The resources used to build and maintain that line could have been used in more productive ways. While we may see “jobs,” we don’t see the fact that we are now not free to purchase things we want that enhance our lives because we are forking over taxes to pay for a wasteful transportation line, and as a result, jobs are lost in other areas and our lives are no better off.
It’s projects like this that are the centerpiece of the nearly $6 trillion in new spending being proposed by the Biden administration under the titles like “American Jobs Plan” and “infrastructure plans” — and similar proposals by the Trump administration before it. Such proposals insinuate the job of economic policy and government is to create jobs, but such proposals get things backwards, by directing money toward politicians’ pet projects rather than allowing us to spend our hard-earned savings on our own individual priorities.
Adam Smith said “it is not out of the benevolence of the butcher, the brewer and the baker that we get our dinner, but from their own self-interest.” The butcher cuts meat, the brewer makes drinks and the baker makes bread not because they love those things, but because they have skills in producing them and others are willing to pay them to do so. The butcher, brewer and baker benefit with profit — which they can then use to purchase the things they want. The buyers benefit with dinner. Both sides win in the transaction. Three jobs have been created, but those jobs exist because others demand meat, bread and drinks.

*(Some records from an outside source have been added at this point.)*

// SPDX-FileCopyrightText: 2024 Foundation Devices, Inc. <hello@foundationdevices.com>
// SPDX-License-Identifier: GPL-3.0-or-later

//! What the segment-style status screen shows. Rendering is the board's job.

use consts::PROGRESS_MAX;
use host_protocol::{is_error, Header, Status};

/// Idle animation steps before the sleep indicator lights up.
pub const SLEEP_THRESHOLD: u8 = 5;
/// Phases of the "z" animation while sleeping.
pub const SLEEP_PHASES: u8 = 4;
/// Phases of the run animation while busy.
pub const RUN_PHASES: u8 = 10;
/// Number of progress segments.
pub const PROGRESS_SEGMENTS: u32 = PROGRESS_MAX;

/// One frame of the status screen.
#[cfg_attr(feature = "defmt", derive(defmt::Format))]
#[derive(Debug, Clone, Copy, PartialEq, Eq)]
pub struct View {
    /// Displayed status: `status_override` when set, else `status`.
    pub status: u32,
    pub progress: u32,
    pub sleeping: bool,
    pub sleep_phase: u8,
    /// Lit run segment, `None` while sleeping or in error.
    pub run_phase: Option<u8>,
    pub upload_in_progress: bool,
    pub download_in_progress: bool,
}

impl View {
    fn is(&self, status: Status) -> bool {
        self.status == status.to_u32()
    }

    fn bad_hash(&self) -> bool {
        self.is(Status::BadHashRam) || self.is(Status::BadHashFlash)
    }

    pub fn idle(&self) -> bool {
        self.is(Status::Idle)
    }

    pub fn prog(&self) -> bool {
        self.is(Status::Prog)
    }

    pub fn erase(&self) -> bool {
        self.is(Status::Erase)
    }

    pub fn error(&self) -> bool {
        is_error(self.status)
    }

    pub fn hash(&self) -> bool {
        self.is(Status::Hash) || self.bad_hash()
    }

    pub fn mismatch(&self) -> bool {
        self.bad_hash()
    }

    pub fn flash(&self) -> bool {
        self.is(Status::BadHashFlash)
    }

    pub fn ram(&self) -> bool {
        self.is(Status::BadHashRam)
    }

    /// Whether the `i`-th "z" (0..3) of the sleep animation is lit.
    pub fn z(&self, i: u8) -> bool {
        self.sleeping && self.sleep_phase > i
    }

    pub fn segment(&self, i: u32) -> bool {
        i < PROGRESS_SEGMENTS && i <= self.progress
    }
}

/// Animation state of the status screen.
#[derive(Debug, Default)]
pub struct Gui {
    counter_to_sleep: u8,
    sleep_phase: u8,
    run_phase: u8,
    last_status: Option<u32>,
}

impl Gui {
    pub fn new() -> Self {
        Self::default()
    }

    fn sleeping(&self) -> bool {
        self.counter_to_sleep == SLEEP_THRESHOLD
    }

    /// Builds the next frame. `step` advances the animations.
    pub fn view(&mut self, header: &Header, step: bool) -> View {
        let status = header.displayed_status();
        let idle = status == Status::Idle.to_u32();
        if !idle {
            self.counter_to_sleep = 0;
        }

        if step {
            if !self.sleeping() && idle {
                self.counter_to_sleep += 1;
            }
            self.sleep_phase = if self.sleeping() {
                (self.sleep_phase + 1) % SLEEP_PHASES
            } else {
                0
            };
            let running = !self.sleeping() && !is_error(status);
            self.run_phase = if running {
                (self.run_phase + 1) % RUN_PHASES
            } else {
                0
            };
        }

        let sleeping = self.sleeping();
        View {
            status,
            progress: header.progress,
            sleeping,
            sleep_phase: self.sleep_phase,
            run_phase: (!sleeping && !is_error(status)).then_some(self.run_phase),
            upload_in_progress: header.upload_in_progress != 0,
            download_in_progress: header.download_in_progress != 0,
        }
    }

    /// Returns `true` the first time a displayed status value is seen.
    pub(crate) fn status_changed(&mut self, status: u32) -> bool {
        let changed = self.last_status != Some(status);
        self.last_status = Some(status);
        changed
    }
}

Focusing on producing high-quality goods and services means leaving the decision-making to consumers and producers. New jobs result — even as old jobs go away. We don’t need industrial policy, tariffs, infrastructure bills or government spending to “create jobs.” We simply need voluntary exchange with our decisions guided by market prices. That allows consumers and producers to coordinate their actions and enhance their own lives. We do not need to focus on “jobs” for the sake of creating jobs, and no planner or policymaker can have enough knowledge to do so. But with free markets, we have growth, lift people out of poverty and truly “create jobs.”
Andrew Smith is an economics instructor at New Palestine High School and Vincennes University.